You can choose nearly anything you like as the package name, however PEP423 has some advice about how you might choose and structure your package name.
Project structure
If you use the structure outline in Beginning a
new software project, and have created a setup.py file
as described in Installing your module via
setup.py, then you are good to go. The project structure recommended
in these lessons differs from that which is given on the PyPA site but
will still work.
Project metadata
In addition to the meta data that we have already included in the
setup.py file we can include information that has special
meaning on the pypi site. This information is used to populate many of
the links on the landing page for a package. An example for the
numpy package is shown below:

The information in the project description is
rendered from the long_description metadata using the
long_description_content_type to inform how the rendering
should be done. Many projects choose to copy their
README.md file into this field (as we did in a previous
lesson), however you can of course create a custom description for a
pypi audience.
The information in the project links section is
drawn from the project_urls dictionary. You can have any
description/links you like here. Some of the obvious ones get
appropriate icons but these cannot be customised.

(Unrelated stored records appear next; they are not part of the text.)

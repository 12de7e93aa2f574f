//! Stand-in target server for local exercises.
//!
//! `GET /ping` answers `{"message":"pong"}` after a fixed delay, which makes
//! the difference between an avalanche burst and a tsunami pace visible in
//! the latency numbers.

use axum::{extract::State, routing::get, Json, Router};
use serde_json::{json, Value};
use std::net::SocketAddr;
use std::time::Duration;
use tokio::net::TcpListener;
use tokio_util::sync::CancellationToken;
use tracing::{debug, info};

pub fn router(delay: Duration) -> Router {
    Router::new()
        .route("/ping", get(ping))
        .route("/health", get(health))
        .with_state(delay)
}

async fn ping(State(delay): State<Duration>) -> Json<Value> {
    debug!("ping");
    if !delay.is_zero() {
        tokio::time::sleep(delay).await;
    }
    Json(json!({ "message": "pong" }))
}

async fn health() -> Json<Value> {
    Json(json!({ "status": "ok" }))
}

/// Serve the target until `shutdown` fires.
pub async fn serve(listen: SocketAddr, delay: Duration, shutdown: CancellationToken) -> anyhow::Result<()> {
    let listener = TcpListener::bind(listen).await?;
    info!("Target server listening on {} (delay {:?})", listener.local_addr()?, delay);
    axum::serve(listener, router(delay))
        .with_graceful_shutdown(shutdown.cancelled_owned())
        .await?;
    Ok(())
}

#[cfg(test)]
mod tests {
    use super::*;
    use axum::body::Body;
    use axum::http::{Request, StatusCode};
    use tower::ServiceExt;

    async fn get_json(app: Router, uri: &str) -> (StatusCode, Value) {
        let response = app
            .oneshot(Request::builder().uri(uri).body(Body::empty()).unwrap())
            .await
            .unwrap();
        let status = response.status();
        let bytes = axum::body::to_bytes(response.into_body(), usize::MAX)
            .await
            .unwrap();
        (status, serde_json::from_slice(&bytes).unwrap())
    }

    #[tokio::test]
    async fn test_ping() {
        let (status, body) = get_json(router(Duration::ZERO), "/ping").await;
        assert_eq!(status, StatusCode::OK);
        assert_eq!(body["message"], "pong");
    }

    #[tokio::test(start_paused = true)]
    async fn test_ping_waits_for_delay() {
        let start = tokio::time::Instant::now();
        let (status, _) = get_json(router(Duration::from_secs(1)), "/ping").await;
        assert_eq!(status, StatusCode::OK);
        assert!(start.elapsed() >= Duration::from_secs(1));
    }

    #[tokio::test]
    async fn test_health() {
        let (status, body) = get_json(router(Duration::from_secs(60)), "/health").await;
        assert_eq!(status, StatusCode::OK);
        assert_eq!(body["status"], "ok");
    }
}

Another sectionson the pypi landing page that you may want to populate is “Classifiers”. For numpy they are shown below.

The classifiers section helps people see additional metadata in a
regular format, and also allows people to search for other projects with
similar classifiers. Classifiers are specified as a list of strings in
the classifiers parameter within setup.py.
These classifiers can be changed for each release of a project. A list
of classifiers can be found at pypi.org/classifiers/. It is a
long list, so maybe the first point of call would be to look at a
package like numpy or astropy that you think would have similar
classifiers and copy the relevant ones into your package.

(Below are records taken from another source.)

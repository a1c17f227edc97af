//! Network seam between the retry loop and the geocoding endpoint.
//!
//! # Responsibilities
//! - Build the request URL (base URL + static params + address)
//! - Enforce per-attempt connect and request timeouts
//! - Decode the JSON body into a `GeocodeResponse`

use std::collections::BTreeMap;
use std::future::Future;

use reqwest::header::ACCEPT_CHARSET;
use url::Url;

use crate::config::{EndpointConfig, TimeoutConfig};
use crate::geocoding::types::{GeocodeError, GeocodeResponse, TransportError};

/// Performs one geocoding request. Implementations must not retry.
pub trait GeocodeTransport: Send + Sync + 'static {
    fn fetch(
        &self,
        address: &str,
    ) -> impl Future<Output = Result<GeocodeResponse, TransportError>> + Send;
}

/// HTTP GET transport backed by a pooled reqwest client.
#[derive(Debug, Clone)]
pub struct HttpTransport {
    client: reqwest::Client,
    base_url: Url,
    address_param: String,
    params: BTreeMap<String, String>,
}

impl HttpTransport {
    /// Create a transport for the configured endpoint.
    ///
    /// Fails if the base URL is unusable; no request is made.
    pub fn new(endpoint: &EndpointConfig, timeouts: &TimeoutConfig) -> Result<Self, GeocodeError> {
        let base_url = Url::parse(&endpoint.base_url).map_err(|source| GeocodeError::InvalidEndpoint {
            url: endpoint.base_url.clone(),
            source,
        })?;
        if !matches!(base_url.scheme(), "http" | "https") {
            return Err(GeocodeError::UnsupportedScheme(base_url.scheme().to_string()));
        }

        let mut builder = reqwest::Client::builder()
            .connect_timeout(timeouts.connect())
            .timeout(timeouts.request());
        if !endpoint.use_system_proxy {
            builder = builder.no_proxy();
        }
        let client = builder.build().map_err(GeocodeError::Client)?;

        tracing::debug!(
            base_url = %base_url,
            connect_timeout = ?timeouts.connect(),
            request_timeout = ?timeouts.request(),
            "HTTP transport initialized"
        );

        Ok(Self {
            client,
            base_url,
            address_param: endpoint.address_param.clone(),
            params: endpoint.params.clone(),
        })
    }

    /// Full request URL for one address.
    pub fn request_url(&self, address: &str) -> Url {
        let mut url = self.base_url.clone();
        {
            let mut query = url.query_pairs_mut();
            for (key, value) in &self.params {
                query.append_pair(key, value);
            }
            query.append_pair(&self.address_param, address);
        }
        url
    }
}

impl GeocodeTransport for HttpTransport {
    async fn fetch(&self, address: &str) -> Result<GeocodeResponse, TransportError> {
        let response = self
            .client
            .get(self.request_url(address))
            .header(ACCEPT_CHARSET, "utf-8")
            .send()
            .await?;

        let status = response.status();
        if !status.is_success() {
            return Err(TransportError::Status(status.as_u16()));
        }

        let body = response.bytes().await?;
        Ok(serde_json::from_slice(&body)?)
    }
}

Building a distribution package
PyPA provides a package simply called build that will
create a package from your project. Install it using
python3 -m pip install --upgrade build, and then run it
using python3 -m build. It will create a directory called
dist/ which contains a .tar.gz file (your
source archive) and a .whl file which is the build
distribution. Congratulations, you now have a package that can be served
by pypi – you just need a way to upload it.
Uploading to pypi
The first thing that you need is to create an account on pypi.org. Accounts are free and easy to make so go sign up here.

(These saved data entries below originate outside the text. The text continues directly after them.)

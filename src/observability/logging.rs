//! Structured logging.
//!
//! # Responsibilities
//! - Initialize the tracing subscriber
//! - Honor `RUST_LOG`, falling back to the configured level
//!
//! # Design Decisions
//! - Uses tracing crate for structured logging
//! - Logs go to stderr so stdout carries only the batch output

use tracing_subscriber::{layer::SubscriberExt, util::SubscriberInitExt, EnvFilter};

/// Filter used when `RUST_LOG` is not set.
pub fn default_filter(level: &str) -> String {
    format!("batch_geocoder={level}")
}

/// Install the global subscriber. Calling it twice is a no-op.
pub fn init(level: &str) {
    let filter = EnvFilter::try_from_default_env().unwrap_or_else(|_| default_filter(level).into());

    let installed = tracing_subscriber::registry()
        .with(filter)
        .with(tracing_subscriber::fmt::layer().with_writer(std::io::stderr))
        .try_init();

    if installed.is_err() {
        tracing::debug!("Tracing subscriber already installed");
    }
}

#[cfg(test)]
mod tests {
    use super::*;

    #[test]
    fn test_default_filter_targets_crate() {
        assert_eq!(default_filter("warn"), "batch_geocoder=warn");
    }

    #[test]
    fn test_init_twice_does_not_panic() {
        init("debug");
        init("info");
    }
}
//! Configuration loading from disk.

use std::fs;
use std::path::Path;

use crate::config::schema::GeocoderConfig;
use crate::config::validation::{validate_config, ValidationError};

/// Error type for configuration loading.
#[derive(Debug)]
pub enum ConfigError {
    Io(std::io::Error),
    Parse(toml::de::Error),
    Validation(Vec<ValidationError>),
}

impl std::fmt::Display for ConfigError {
    fn fmt(&self, f: &mut std::fmt::Formatter<'_>) -> std::fmt::Result {
        match self {
            ConfigError::Io(e) => write!(f, "IO error: {}", e),
            ConfigError::Parse(e) => write!(f, "Parse error: {}", e),
            ConfigError::Validation(errors) => {
                write!(f, "Validation failed: ")?;
                for (i, err) in errors.iter().enumerate() {
                    if i > 0 {
                        write!(f, ", ")?;
                    }
                    write!(f, "{}", err)?;
                }
                Ok(())
            }
        }
    }
}

impl std::error::Error for ConfigError {
    fn source(&self) -> Option<&(dyn std::error::Error + 'static)> {
        match self {
            ConfigError::Io(e) => Some(e),
            ConfigError::Parse(e) => Some(e),
            ConfigError::Validation(_) => None,
        }
    }
}

/// Load and validate configuration from a TOML file.
pub fn load_config(path: &Path) -> Result<GeocoderConfig, ConfigError> {
    let content = fs::read_to_string(path).map_err(ConfigError::Io)?;
    parse_config(&content)
}

/// Parse and validate configuration from TOML text.
pub fn parse_config(content: &str) -> Result<GeocoderConfig, ConfigError> {
    let config: GeocoderConfig = toml::from_str(content).map_err(ConfigError::Parse)?;

    validate_config(&config).map_err(ConfigError::Validation)?;

    Ok(config)
}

The second thing you’ll need is an API token. As noted on PyPA:
To securely upload your project, you’ll need a PyPI API token. Create one at https://test.pypi.org/manage/account/#api-tokens, setting the “Scope” to “Entire account”. Don’t close the page until you have copied and saved the token — you won’t see that token again.
https://packaging.python.org/en/latest/tutorials/packaging-projects/
Uploading to pypi is handled by the twine module which
can be installed using
python3 -m pip install --upgrade twine.
To upload your package use:
When prompted for a username you should use __token__
and for your password you should use
pypi-<API_Token_Value>.
If you want to test that your upload will work and see what the page
would look like without placing it on the main package index you can use
the test repository. To do this just add
--repository testpypi after twine in the above
command. When you upload to the test repository you can see the results
at
https://test.pypi.org/project/example-pkg-YOUR-USERNAME-HERE.
This test site is good to use for the first time you are uploading as
you’ll invariably want to make some small changes once you’ve seen how
the landing page renders.
Congratulations, you now have a package published in the python package index. For more details and some alternatives to the method given above you are referred to the PyPA tutorial.